I started thinking about brining these in beer after considering them as a small version of the beer can chicken. The problem with setting them on a can of beer is that, while it helps them stand upright, it does not effectively add any beer flavor to the meat.

By brining them in beer, you are not only adding flavor directly into the meat, you are going to end up with a much more juicy chicken than you would otherwise.

As if that wasn't good enough, I mixed my barbecue sauce with equal parts of beer to continue the theme throughout and it was delicious!

Note: If you don't want to use beer, you can use root beer or Dr Pepper and it will also taste great and end up extremely delicious.

Helpful Information
  • Prep Time: 25 minutes
  • Brine time: 4 hours
  • Cook Time: 2 hours
  • Smoker Temp: 250°F (121°C)
  • Meat Finish Temp: 165°F (74°C)
  • Recommended Wood: Apple
What You'll Need

*The cornish hens I usually find locally are sold frozen and weigh in at about a pound or a little more each. Bigger birds are fine but it will naturally increase the cooking time.

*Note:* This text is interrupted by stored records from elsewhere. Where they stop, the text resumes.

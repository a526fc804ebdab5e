//! Options for building images from tensors.

use exrio_core::Colorspace;

/// Configuration for [`from_pixels`](crate::from_pixels).
///
/// # Example
///
/// ```rust
/// use exrio_core::Colorspace;
/// use exrio_tensor::PixelOptions;
///
/// let opts = PixelOptions::new()
///     .with_colorspace(Colorspace::AcesCg)
///     .with_layer_names(["mask", "depth"]);
/// assert_eq!(opts.layer_names.as_deref().map(|n| n.len()), Some(2));
/// ```
#[derive(Debug, Clone, Default, PartialEq)]
pub struct PixelOptions {
    /// Colorspace the pixel values are already in. Default sRGB.
    pub colorspace: Colorspace,
    /// One name per leading tensor slice, in order.
    pub layer_names: Option<Vec<String>>,
}

impl PixelOptions {
    /// Default options: sRGB, unnamed layers.
    pub fn new() -> Self {
        Self::default()
    }

    /// Sets the colorspace tag.
    pub fn with_colorspace(mut self, colorspace: Colorspace) -> Self {
        self.colorspace = colorspace;
        self
    }

    /// Sets the layer names.
    pub fn with_layer_names<I, S>(mut self, names: I) -> Self
    where
        I: IntoIterator<Item = S>,
        S: Into<String>,
    {
        self.layer_names = Some(names.into_iter().map(Into::into).collect());
        self
    }
}
//! # exrio-core
//!
//! Layered image model for OpenEXR data.
//!
//! This crate provides the value types every other exrio crate works on:
//!
//! - [`Image`], [`Layer`], [`Channel`] - the layer/channel container
//! - [`PixelBuffer`], [`SampleType`] - per-channel storage over `f16`, `f32`, `u32`
//! - [`Attributes`] - string metadata on images and layers
//! - [`Colorspace`] and [`classify`] - colorspace inference from metadata
//!
//! ## Crate Structure
//!
//! ```text
//! exrio-primaries (chromaticity table)
//!    ^
//!    |
//! exrio-core (this crate)
//!    ^
//!    |
//!    +-- exrio-tensor (image <-> ndarray tensors)
//!    +-- exrio-io (EXR encode/decode)
//! ```
//!
//! All types are plain values. Nothing here performs I/O or holds shared
//! state; images are built fresh per decode or per tensor conversion.

#![warn(missing_docs)]
#![warn(rustdoc::missing_crate_level_docs)]

pub mod colorspace;
pub mod error;
pub mod image;
pub mod pixel;

pub use colorspace::{classify, classify_layer, Colorspace, ACES_CONTAINER_FLAG, COLORSPACE_ATTRIBUTE};
pub use error::{Error, Result};
pub use image::{Attributes, Channel, Image, Layer};
pub use pixel::{PixelBuffer, Sample, SampleType};

pub use exrio_primaries::Chromaticities;

/// Prelude module for convenient imports.
///
/// # Usage
///
/// ```
/// use exrio_core::prelude::*;
/// ```
pub mod prelude {
    pub use crate::colorspace::{Colorspace, COLORSPACE_ATTRIBUTE};
    pub use crate::error::{Error, Result};
    pub use crate::image::{Attributes, Channel, Image, Layer};
    pub use crate::pixel::{PixelBuffer, SampleType};
    pub use exrio_primaries::Chromaticities;
}
const OWNER: &str = "owner";
const COMMENTS: &str = "comments";
const CAPTURE_DATE: &str = "capDate";
const SOFTWARE: &str = "software";
const RENDERING_TRANSFORM: &str = "renderingTransform";
const LOOK_MOD_TRANSFORM: &str = "lookModTransform";
const WRAP_MODES: &str = "wrapmodes";
const VIEW: &str = "view";

const WHITE_LUMINANCE: &str = "whiteLuminance";
const X_DENSITY: &str = "xDensity";
const UTC_OFFSET: &str = "utcOffset";
const LONGITUDE: &str = "longitude";
const LATITUDE: &str = "latitude";
const ALTITUDE: &str = "altitude";
const FOCUS: &str = "focus";
const EXPOSURE: &str = "expTime";
const APERTURE: &str = "aperture";
const ISO_SPEED: &str = "isoSpeed";

/// Returns `true` for keys used internally for bookkeeping.
pub fn is_reserved(key: &str) -> bool {
    key == CHANNEL_ORDER_KEY || key == IMAGE_ATTRIBUTES_KEY
}

/// Returns `true` if `key` names an attribute defined by the EXR format.
pub fn is_standard(key: &str) -> bool {
    key == SOFTWARE || standard_names::ALL.iter().any(|name| *name == key.as_bytes())
}

/// Converts a string into EXR text, stored as UTF-8.
pub(crate) fn text(key: &str, value: &str) -> IoResult<Text> {
    if value.contains('\0') {
        return Err(IoError::InvalidAttribute(format!(
            "`{key}`: value contains a NUL character"
        )));
    }
    Ok(Text::from_slice_unchecked(value.as_bytes()))
}

/// Converts EXR text into a string: UTF-8 when valid, Latin-1 otherwise.
pub(crate) fn string(text: &Text) -> String {
    let bytes = text.as_slice();
    match std::str::from_utf8(bytes) {
        Ok(s) => s.to_owned(),
        Err(_) => bytes.iter().map(|&b| char::from(b)).collect(),
    }
}

fn attribute_name(key: &str) -> IoResult<Text> {
    if key.is_empty() {
        return Err(IoError::InvalidAttribute("empty attribute name".into()));
    }
    text(key, key)
}

fn invalid(key: &str, value: &str, expected: &str) -> IoError {
    IoError::InvalidAttribute(format!("`{key}`: `{value}` is not {expected}"))
}

/// Renders any attribute value as a string.
///
/// Numbers use their `Display` form, integer bounds become `"x-y-w-h"`,
/// text vectors are joined with `", "`. Everything else falls back to the
/// `Debug` form.
pub fn stringify(value: &AttributeValue) -> String {
    match value {
        AttributeValue::Text(text) => string(text),
        AttributeValue::TextVector(texts) => {
            texts.iter().map(string).collect::<Vec<_>>().join(", ")
        }
        AttributeValue::F32(v) => v.to_string(),
        AttributeValue::F64(v) => v.to_string(),
        AttributeValue::I32(v) => v.to_string(),
        AttributeValue::IntegerBounds(bounds) => format!(
            "{}-{}-{}-{}",
            bounds.position.0, bounds.position.1, bounds.size.0, bounds.size.1
        ),
        other => format!("{other:?}"),
    }
}
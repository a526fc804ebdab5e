//! # exrio-io
//!
//! OpenEXR encode and decode for the exrio image model.
//!
//! This crate is the boundary between EXR bytes and [`exrio_core::Image`].
//! Besides moving samples it keeps the model's guarantees intact across the
//! file format:
//!
//! - the caller's channel order, although EXR stores channels sorted by name
//! - image attributes, although EXR only has per-header attributes
//! - one set of chromaticities per file, handed to every decoded layer
//!
//! ## Quick Start
//!
//! ```rust
//! use exrio_core::{Colorspace, Image, Layer};
//!
//! let layer = Layer::new(Some("beauty"), 2, 2)
//!     .with_channel("R", vec![0.0f32; 4])?
//!     .with_channel("G", vec![0.0f32; 4])?
//!     .with_channel("B", vec![0.0f32; 4])?;
//! let image = Image::from_layer(layer).with_attribute("artist", "jane");
//!
//! let bytes = exrio_io::encode(&image)?;
//! let decoded = exrio_io::decode(&bytes)?;
//!
//! assert_eq!(decoded.attributes().get("artist").map(String::as_str), Some("jane"));
//! assert_eq!(decoded.colorspace(), Colorspace::Unknown);
//! # Ok::<(), exrio_io::IoError>(())
//! ```
//!
//! ## Configured codecs
//!
//! [`ExrReader`] and [`ExrWriter`] implement [`ImageReader`] and
//! [`ImageWriter`] for layer selection, compression and threading control.

#![warn(missing_docs)]
#![warn(rustdoc::missing_crate_level_docs)]

pub mod attributes;
pub mod error;
pub mod exr;
mod order;
pub mod traits;

pub use crate::error::{IoError, IoResult};
pub use crate::exr::{decode, encode, read, write, Compression, ExrReader, ExrWriter};
pub use crate::traits::{ImageReader, ImageWriter};
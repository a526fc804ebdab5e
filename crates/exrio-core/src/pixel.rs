//! Sample types and channel pixel storage.
//!
//! OpenEXR channels hold one of three sample types. This module models that
//! closed set as a tagged buffer so every conversion boundary matches on it
//! exhaustively:
//!
//! - [`SampleType`] - the dtype tag (`f16`, `f32`, `u32`)
//! - [`PixelBuffer`] - owned samples of one channel
//! - [`Sample`] - trait implemented by the three element types
//!
//! # Example
//!
//! ```rust
//! use exrio_core::{PixelBuffer, SampleType};
//!
//! let buf = PixelBuffer::from(vec![0.0f32; 4]);
//! assert_eq!(buf.sample_type(), SampleType::F32);
//! assert_eq!(buf.len(), 4);
//! ```

use half::f16;
use std::fmt;

/// Numeric type of the samples in a channel.
#[derive(Debug, Clone, Copy, PartialEq, Eq, Hash)]
pub enum SampleType {
    /// 16-bit float
    F16,
    /// 32-bit float
    F32,
    /// 32-bit unsigned integer
    U32,
}

impl SampleType {
    /// Dtype name, numpy style.
    pub const fn name(self) -> &'static str {
        match self {
            SampleType::F16 => "float16",
            SampleType::F32 => "float32",
            SampleType::U32 => "uint32",
        }
    }

    /// Size of one sample in bytes.
    pub const fn size_bytes(self) -> usize {
        match self {
            SampleType::F16 => 2,
            SampleType::F32 | SampleType::U32 => 4,
        }
    }
}

impl fmt::Display for SampleType {
    fn fmt(&self, f: &mut fmt::Formatter<'_>) -> fmt::Result {
        f.write_str(self.name())
    }
}

/// Samples of one channel, row-major, top to bottom.
#[derive(Debug, Clone, PartialEq)]
pub enum PixelBuffer {
    /// Half-float samples.
    F16(Vec<f16>),
    /// Float samples.
    F32(Vec<f32>),
    /// Unsigned integer samples.
    U32(Vec<u32>),
}

impl PixelBuffer {
    /// Allocates `len` zero samples of the given type.
    pub fn zeros(sample_type: SampleType, len: usize) -> Self {
        match sample_type {
            SampleType::F16 => PixelBuffer::F16(vec![f16::ZERO; len]),
            SampleType::F32 => PixelBuffer::F32(vec![0.0; len]),
            SampleType::U32 => PixelBuffer::U32(vec![0; len]),
        }
    }

    /// Number of samples.
    #[inline]
    pub fn len(&self) -> usize {
        match self {
            PixelBuffer::F16(v) => v.len(),
            PixelBuffer::F32(v) => v.len(),
            PixelBuffer::U32(v) => v.len(),
        }
    }

    /// Returns `true` if the buffer holds no samples.
    #[inline]
    pub fn is_empty(&self) -> bool {
        self.len() == 0
    }

    /// Dtype tag of the buffer.
    #[inline]
    pub fn sample_type(&self) -> SampleType {
        match self {
            PixelBuffer::F16(_) => SampleType::F16,
            PixelBuffer::F32(_) => SampleType::F32,
            PixelBuffer::U32(_) => SampleType::U32,
        }
    }

    /// Half-float samples, if that is the stored type.
    pub fn as_f16(&self) -> Option<&[f16]> {
        f16::samples(self)
    }

    /// Float samples, if that is the stored type.
    pub fn as_f32(&self) -> Option<&[f32]> {
        f32::samples(self)
    }

    /// Integer samples, if that is the stored type.
    pub fn as_u32(&self) -> Option<&[u32]> {
        u32::samples(self)
    }

    /// Converts every sample to `f32`.
    ///
    /// Lossy for large `u32` values; meant for previews and statistics, not
    /// for round trips.
    pub fn to_f32_vec(&self) -> Vec<f32> {
        match self {
            PixelBuffer::F16(v) => v.iter().map(|s| s.to_f32()).collect(),
            PixelBuffer::F32(v) => v.clone(),
            PixelBuffer::U32(v) => v.iter().map(|&s| s as f32).collect(),
        }
    }
}

/// Element type storable in a [`PixelBuffer`].
///
/// Lets generic code borrow typed slices out of a buffer and wrap typed
/// vectors back into one without matching on the variant itself.
pub trait Sample: Copy + Send + Sync + PartialEq + fmt::Debug + 'static {
    /// Dtype tag of this element type.
    const TYPE: SampleType;

    /// Borrows the samples if `buffer` stores this type.
    fn samples(buffer: &PixelBuffer) -> Option<&[Self]>;

    /// Wraps owned samples into a buffer.
    fn into_buffer(samples: Vec<Self>) -> PixelBuffer;
}

impl Sample for f16 {
    const TYPE: SampleType = SampleType::F16;

    #[inline]
    fn samples(buffer: &PixelBuffer) -> Option<&[Self]> {
        match buffer {
            PixelBuffer::F16(v) => Some(v),
            _ => None,
        }
    }

    #[inline]
    fn into_buffer(samples: Vec<Self>) -> PixelBuffer {
        PixelBuffer::F16(samples)
    }
}

impl Sample for f32 {
    const TYPE: SampleType = SampleType::F32;

    #[inline]
    fn samples(buffer: &PixelBuffer) -> Option<&[Self]> {
        match buffer {
            PixelBuffer::F32(v) => Some(v),
            _ => None,
        }
    }

    #[inline]
    fn into_buffer(samples: Vec<Self>) -> PixelBuffer {
        PixelBuffer::F32(samples)
    }
}

impl Sample for u32 {
    const TYPE: SampleType = SampleType::U32;

    #[inline]
    fn samples(buffer: &PixelBuffer) -> Option<&[Self]> {
        match buffer {
            PixelBuffer::U32(v) => Some(v),
            _ => None,
        }
    }

    #[inline]
    fn into_buffer(samples: Vec<Self>) -> PixelBuffer {
        PixelBuffer::U32(samples)
    }
}

impl<T: Sample> From<Vec<T>> for PixelBuffer {
    fn from(samples: Vec<T>) -> Self {
        T::into_buffer(samples)
    }
}

#[cfg(test)]
mod tests {
    use super::*;

    #[test]
    fn test_zeros() {
        let buf = PixelBuffer::zeros(SampleType::F16, 6);
        assert_eq!(buf.len(), 6);
        assert_eq!(buf.sample_type(), SampleType::F16);
        assert!(buf.as_f16().is_some_and(|s| s.iter().all(|v| *v == f16::ZERO)));
        assert!(buf.as_f32().is_none());
    }

    #[test]
    fn test_typed_access() {
        let buf = PixelBuffer::from(vec![1u32, 2, 3]);
        assert_eq!(buf.as_u32(), Some(&[1u32, 2, 3][..]));
        assert_eq!(buf.to_f32_vec(), vec![1.0, 2.0, 3.0]);
    }

    #[test]
    fn test_sample_type_names() {
        assert_eq!(SampleType::F16.name(), "float16");
        assert_eq!(SampleType::U32.to_string(), "uint32");
        assert_eq!(SampleType::F16.size_bytes(), 2);
        assert_eq!(SampleType::F32.size_bytes(), 4);
    }

    #[test]
    fn test_half_preview() {
        let buf = PixelBuffer::from(vec![f16::from_f32(0.1), f16::from_f32(2.5)]);
        let preview = buf.to_f32_vec();
        approx::assert_abs_diff_eq!(preview[0], 0.1, epsilon = 1e-3);
        approx::assert_relative_eq!(preview[1], 2.5);
    }

    #[test]
    fn test_empty() {
        assert!(PixelBuffer::F32(Vec::new()).is_empty());
        assert!(!PixelBuffer::zeros(SampleType::U32, 1).is_empty());
    }
}
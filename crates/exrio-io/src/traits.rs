//! Reader and writer traits.
//!
//! Implemented by [`ExrReader`](crate::ExrReader) and
//! [`ExrWriter`](crate::ExrWriter) so callers can hold a configured codec
//! and reuse it across files.

use crate::IoResult;
use exrio_core::Image;
use std::path::Path;

/// Decodes [`Image`]s from files or byte buffers.
///
/// # Example
///
/// ```rust,no_run
/// use exrio_io::{ExrReader, ImageReader};
///
/// let reader = ExrReader::new().with_layer("beauty");
/// let image = reader.read("render.exr")?;
/// println!("{} layer(s)", image.layer_count());
/// # Ok::<(), exrio_io::IoError>(())
/// ```
pub trait ImageReader {
    /// Reads an image from a file path.
    fn read<P: AsRef<Path>>(&self, path: P) -> IoResult<Image>;

    /// Reads an image from memory.
    fn read_from_memory(&self, data: &[u8]) -> IoResult<Image>;
}

/// Encodes [`Image`]s to files or byte buffers.
pub trait ImageWriter {
    /// Writes an image to a file path.
    fn write<P: AsRef<Path>>(&self, path: P, image: &Image) -> IoResult<()>;

    /// Writes an image to memory.
    fn write_to_memory(&self, image: &Image) -> IoResult<Vec<u8>>;
}
//! The sync orchestrator: decides between serving cache, blocking fetch,
//! offline mode, and background revalidation.

use chrono::Duration;
use std::sync::{Arc, Mutex as StdMutex, RwLock};
use tokio::sync::{mpsc, Mutex};
use tokio::task::JoinHandle;
use tracing::{debug, info, warn};

use crate::catalog::{fingerprint, now_ms, CacheRecord, Catalog};
use crate::fetch::{FetchOutcome, Fetcher, Validators};
use crate::notify::{CatalogEvent, CatalogEvents, ChangeDetail};
use crate::store::CatalogStore;

/// Default freshness window for a cached catalog.
pub const DEFAULT_TTL_HOURS: i64 = 24;

/// Keeps the served catalog value settled and fresh.
///
/// Each `load` run reads the stored record, picks a strategy from the
/// environment and the record's age, drives the fetcher when needed, writes
/// results back through the store, and emits `Ready` exactly once. `Changed`
/// fires only when served content actually changed, and always after the
/// run's `Ready`.
pub struct SyncOrchestrator<S, F> {
  store: Arc<S>,
  fetcher: Arc<F>,
  events: Arc<CatalogEvents>,
  /// The catalog value consumers observe
  current: Arc<RwLock<Catalog>>,
  /// How long before a cached record must be revalidated
  ttl: Duration,
  /// Whether a networked transport is available at all
  online: bool,
  /// Serializes runs and background revalidation: a second concurrent
  /// caller waits here, then finds the first run's record fresh and serves
  /// it instead of duplicating the fetch.
  in_flight: Arc<Mutex<()>>,
  /// Most recent background revalidation, so short-lived embedders can let
  /// it land before exiting
  revalidation: Arc<StdMutex<Option<JoinHandle<()>>>>,
}

impl<S, F> SyncOrchestrator<S, F>
where
  S: CatalogStore + 'static,
  F: Fetcher + 'static,
{
  pub fn new(store: Arc<S>, fetcher: Arc<F>) -> Self {
    Self {
      store,
      fetcher,
      events: Arc::new(CatalogEvents::new()),
      current: Arc::new(RwLock::new(Catalog::new())),
      ttl: Duration::hours(DEFAULT_TTL_HOURS),
      online: true,
      in_flight: Arc::new(Mutex::new(())),
      revalidation: Arc::new(StdMutex::new(None)),
    }
  }

  /// Set the freshness window.
  pub fn with_ttl(mut self, ttl: Duration) -> Self {
    self.ttl = ttl;
    self
  }

  /// Mark the environment as having no networked transport. The
  /// orchestrator then serves whatever the store holds and never fetches.
  pub fn with_offline(mut self, offline: bool) -> Self {
    self.online = !offline;
    self
  }

  /// Subscribe to catalog lifecycle events.
  pub fn subscribe(&self) -> mpsc::UnboundedReceiver<CatalogEvent> {
    self.events.subscribe()
  }

  /// The currently served catalog.
  pub fn current(&self) -> Catalog {
    self.current.read().map(|c| c.clone()).unwrap_or_default()
  }

  /// Run one orchestration: settle a servable catalog value and emit
  /// `Ready`, fetching first only when the record is absent or stale.
  pub async fn load(&self) {
    let guard = self.in_flight.lock().await;
    let record = self.store.read();

    if !self.online {
      debug!("offline: serving stored catalog without fetching");
      let payload = record.map(|r| r.payload).unwrap_or_default();
      self.serve(payload);
      self.events.emit(CatalogEvent::Ready);
      return;
    }

    match record {
      Some(record) if self.is_fresh(&record) => {
        // Serve immediately, revalidate behind the caller's back.
        self.serve(record.payload.clone());
        self.events.emit(CatalogEvent::Ready);
        drop(guard);
        self.spawn_revalidation(record);
      }
      record => {
        // Absent or stale: the caller waits for the origin's verdict.
        let validators = record
          .as_ref()
          .map(Validators::from_record)
          .unwrap_or_default();
        let outcome = self.fetcher.fetch(validators).await;
        let change = self.apply_outcome(record, outcome);

        self.events.emit(CatalogEvent::Ready);
        if let Some(detail) = change {
          self.events.emit(CatalogEvent::Changed(detail));
        }
      }
    }
  }

  fn is_fresh(&self, record: &CacheRecord) -> bool {
    now_ms() - record.fetched_at < self.ttl.num_milliseconds()
  }

  /// Revalidate a served record without blocking the caller. The task may
  /// outlive the triggering run; it still writes the cache and notifies.
  fn spawn_revalidation(&self, record: CacheRecord) {
    let this = self.clone();
    let handle = tokio::spawn(async move {
      let _guard = this.in_flight.lock().await;
      // The record may have been rewritten while we waited for the guard
      let record = this.store.read().unwrap_or(record);
      let validators = Validators::from_record(&record);

      debug!("revalidating catalog in the background");
      let outcome = this.fetcher.fetch(validators).await;
      if let Some(detail) = this.apply_outcome(Some(record), outcome) {
        this.events.emit(CatalogEvent::Changed(detail));
      }
    });

    if let Ok(mut slot) = self.revalidation.lock() {
      *slot = Some(handle);
    }
  }

  /// Wait for an in-flight background revalidation to finish. Callers that
  /// exit right after a run use this so the refresh can still land; the
  /// fetcher's own deadline bounds the wait.
  pub async fn settle(&self) {
    let handle = self
      .revalidation
      .lock()
      .ok()
      .and_then(|mut slot| slot.take());
    if let Some(handle) = handle {
      let _ = handle.await;
    }
  }

  /// Shared outcome handling for blocking and background fetches: settles
  /// the served value, persists what the outcome allows, and returns the
  /// change detail when served content actually changed.
  fn apply_outcome(
    &self,
    prior: Option<CacheRecord>,
    outcome: FetchOutcome,
  ) -> Option<ChangeDetail> {
    match outcome {
      FetchOutcome::Fresh {
        payload,
        validator_tag,
        validator_timestamp,
      } => {
        let record = CacheRecord {
          validator_tag: validator_tag.clone(),
          validator_timestamp: validator_timestamp.clone(),
          fetched_at: next_fetched_at(prior.as_ref()),
          payload,
        };
        self.store.write(&record);

        // Change detection is content-based: identical content under a new
        // validator tag must stay silent.
        let prior_print = prior.as_ref().map(|r| fingerprint(&r.payload));
        let new_print = fingerprint(&record.payload);
        let fetched_at = record.fetched_at;
        self.serve(record.payload);

        match prior_print {
          Some(prior_print) if prior_print != new_print => {
            info!("catalog content changed");
            Some(ChangeDetail {
              reason: "fetched",
              validator_tag,
              validator_timestamp,
              fetched_at,
            })
          }
          // Identical content, or nothing served before: no prior state
          // for consumers to reconcile against
          _ => None,
        }
      }
      FetchOutcome::NotModified => {
        match prior {
          Some(mut record) => {
            // Freshness window resets without a body transfer
            let fetched_at = next_fetched_at(Some(&record));
            record.fetched_at = fetched_at;
            self.store.write(&record);
            self.serve(record.payload);
            debug!("origin confirmed cached catalog");
          }
          None => {
            // A 304 with nothing cached is a protocol anomaly; same
            // recovery as a failed fetch
            warn!("origin returned Not Modified but no record is cached");
          }
        }
        None
      }
      FetchOutcome::Failed(cause) => {
        warn!("catalog fetch failed: {}", cause);
        if let Some(record) = prior {
          self.serve(record.payload);
        }
        None
      }
    }
  }

  fn serve(&self, payload: Catalog) {
    if let Ok(mut current) = self.current.write() {
      *current = payload;
    }
  }
}

/// Next `fetched_at` for a record write; never moves backwards.
fn next_fetched_at(prior: Option<&CacheRecord>) -> i64 {
  let now = now_ms();
  match prior {
    Some(record) => now.max(record.fetched_at),
    None => now,
  }
}

impl<S, F> Clone for SyncOrchestrator<S, F> {
  fn clone(&self) -> Self {
    Self {
      store: Arc::clone(&self.store),
      fetcher: Arc::clone(&self.fetcher),
      events: Arc::clone(&self.events),
      current: Arc::clone(&self.current),
      ttl: self.ttl,
      online: self.online,
      in_flight: Arc::clone(&self.in_flight),
      revalidation: Arc::clone(&self.revalidation),
    }
  }
}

**I used a Bock style beer for it's flavor but anything you have on hand will work as long as you like it. You will taste it in the meat.

Thaw and Brine the Cornish Hens

These birds will thaw in about a day in the fridge but if you need them in a hurry, just put them down in cold water for 2-3 hours, changing the water every 30 minutes.

While the birds are thawing is a great time to make the beer brine:

Beer Brine (½ gallon)

  • 36 oz of beer – (12 oz bottles x3 or equivalent)
  • ½ cup kosher salt
  • 1.5 quarts (or 6 cups) of ice cubes
  • 1 yellow onion, chopped
  • 6 garlic cloves, whole
  • ¼ cup of Jeff's original rub

Add everything except the ice to a large pot and bring to a boil over medium-high heat stirring occasionally. Once it just starts to boil, remove from heat and cover for about 10 minutes.


Add about 1.5 quarts of ice to hot brine and stir to cool it down. Place brine in fridge or freezer to cool it down to  40°F (4°C) or less before using it.

After adding the ice, you can also use more ice in a zip top bag to cool it down further. When the ice in the bag is melted, pour out the water and replace with more ice. Repeat a few times until brine is cold enough. This is to cool it down without diluting the brine any further.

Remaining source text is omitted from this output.